If a line in the material below has the string "collects", copy it out.
+++ GIVEN RECORDS
//! Token enumerators.
//!
//! A [`TokenEnum`] walks a set of rows of one table, either a contiguous range described by a
//! start cursor and a count, or an explicit list collected by a scan. Dynamic enumerators may
//! hold single tokens or token pairs, but never both.
//!
//! Enumerators own everything they walk and hold no lock, so the image may change while one is
//! alive; a token yielded for a row that has since been reused is still a valid token of the
//! same table.

use crate::{
    metadata::{cursor::Cursor, tables::TableId, token::Token},
    Result,
};

#[derive(Debug, Clone)]
enum Source {
    Range { start: Cursor, count: u32 },
    Tokens(Vec<Token>),
    Pairs(Vec<(Token, Token)>),
}

/// An enumerator over tokens of one table
#[derive(Debug, Clone)]
pub struct TokenEnum {
    table: TableId,
    source: Source,
    position: usize,
}

impl TokenEnum {
    /// Enumerate the rows `start..end` (1-based, end exclusive) of `table`
    #[must_use]
    pub fn range(table: TableId, start: u32, end: u32) -> Self {
        TokenEnum {
            table,
            source: Source::Range {
                start: Cursor::new(table, start),
                count: end.saturating_sub(start),
            },
            position: 0,
        }
    }

    /// Create an empty enumerator that collects single tokens
    #[must_use]
    pub fn dynamic(table: TableId) -> Self {
        TokenEnum {
            table,
            source: Source::Tokens(Vec::new()),
            position: 0,
        }
    }

    /// Create an empty enumerator that collects token pairs
    #[must_use]
    pub fn dynamic_pairs(table: TableId) -> Self {
        TokenEnum {
            table,
            source: Source::Pairs(Vec::new()),
            position: 0,
        }
    }

    /// Append a token to a single-token dynamic enumerator
    ///
    /// # Errors
    /// Returns [`crate::Error::InvalidArgument`] for range or pair enumerators, or
    /// [`crate::Error::OutOfMemory`] if the list can not grow.
    pub fn push(&mut self, token: Token) -> Result<()> {
        match &mut self.source {
            Source::Tokens(tokens) => {
                tokens.try_reserve(1)?;
                tokens.push(token);
                Ok(())
            }
            _ => Err(crate::Error::InvalidArgument(
                "push requires a single-token dynamic enumerator".to_string(),
            )),
        }
    }

    /// Append a pair to a pair dynamic enumerator
    ///
    /// # Errors
    /// Returns [`crate::Error::InvalidArgument`] for range or single-token enumerators, or
    /// [`crate::Error::OutOfMemory`] if the list can not grow.
    pub fn push_pair(&mut self, first: Token, second: Token) -> Result<()> {
        match &mut self.source {
            Source::Pairs(pairs) => {
                pairs.try_reserve(1)?;
                pairs.push((first, second));
                Ok(())
            }
            _ => Err(crate::Error::InvalidArgument(
                "push_pair requires a pair dynamic enumerator".to_string(),
            )),
        }
    }

    /// The table the enumerated tokens belong to
    #[must_use]
    pub fn table(&self) -> TableId {
        self.table
    }

    /// Total number of entries, pairs counting once
    #[must_use]
    pub fn len(&self) -> usize {
        match &self.source {
            Source::Range { count, .. } => *count as usize,
            Source::Tokens(tokens) => tokens.len(),
            Source::Pairs(pairs) => pairs.len(),
        }
    }

    /// Returns true if the enumerator has no entries at all
    #[must_use]
    pub fn is_empty(&self) -> bool {
        self.len() == 0
    }

    /// Returns true if the enumerator yields pairs
    #[must_use]
    pub fn is_pairs(&self) -> bool {
        matches!(self.source, Source::Pairs(_))
    }

    /// Number of entries already consumed
    #[must_use]
    pub fn position(&self) -> usize {
        self.position
    }

    /// Move to `position`, clamped to the number of entries
    pub fn reset(&mut self, position: usize) {
        self.position = position.min(TokenEnum::len(self));
    }

    /// Fill `out` with the next tokens and return how many were written
    ///
    /// # Errors
    /// Returns [`crate::Error::InvalidArgument`] on a pair enumerator.
    pub fn read_tokens(&mut self, out: &mut [Token]) -> Result<usize> {
        if self.is_pairs() {
            return Err(crate::Error::InvalidArgument(
                "read_tokens on a pair enumerator".to_string(),
            ));
        }

        let mut written = 0;
        for slot in out.iter_mut() {
            match self.token_at(self.position) {
                Some(token) => {
                    *slot = token;
                    self.position += 1;
                    written += 1;
                }
                None => break,
            }
        }
        Ok(written)
    }

    /// Fill `out` with the next pairs and return how many were written
    ///
    /// # Errors
    /// Returns [`crate::Error::InvalidArgument`] on a single-token enumerator.
    pub fn read_token_pairs(&mut self, out: &mut [(Token, Token)]) -> Result<usize> {
        let Source::Pairs(pairs) = &self.source else {
            return Err(crate::Error::InvalidArgument(
                "read_token_pairs on a single-token enumerator".to_string(),
            ));
        };

        let available = pairs.len().saturating_sub(self.position);
        let written = available.min(out.len());
        out[..written].copy_from_slice(&pairs[self.position..self.position + written]);
        self.position += written;
        Ok(written)
    }

    fn token_at(&self, index: usize) -> Option<Token> {
        match &self.source {
            Source::Range { start, count } => {
                let offset = u32::try_from(index).ok()?;
                (offset < *count).then(|| start.at(offset).token())
            }
            Source::Tokens(tokens) => tokens.get(index).copied(),
            Source::Pairs(_) => None,
        }
    }
}

/// Yields the remaining tokens. Pair enumerators yield nothing; use
/// [`TokenEnum::read_token_pairs`] for them.
impl Iterator for TokenEnum {
    type Item = Token;

    fn next(&mut self) -> Option<Self::Item> {
        let token = self.token_at(self.position)?;
        self.position += 1;
        Some(token)
    }

    fn size_hint(&self) -> (usize, Option<usize>) {
        let remaining = if self.is_pairs() {
            0
        } else {
            self.len().saturating_sub(self.position)
        };
        (remaining, Some(remaining))
    }
}

impl ExactSizeIterator for TokenEnum {}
++++++
RESULT OF THE TASK:
    /// Create an empty enumerator that collects single tokens
    /// Create an empty enumerator that collects token pairs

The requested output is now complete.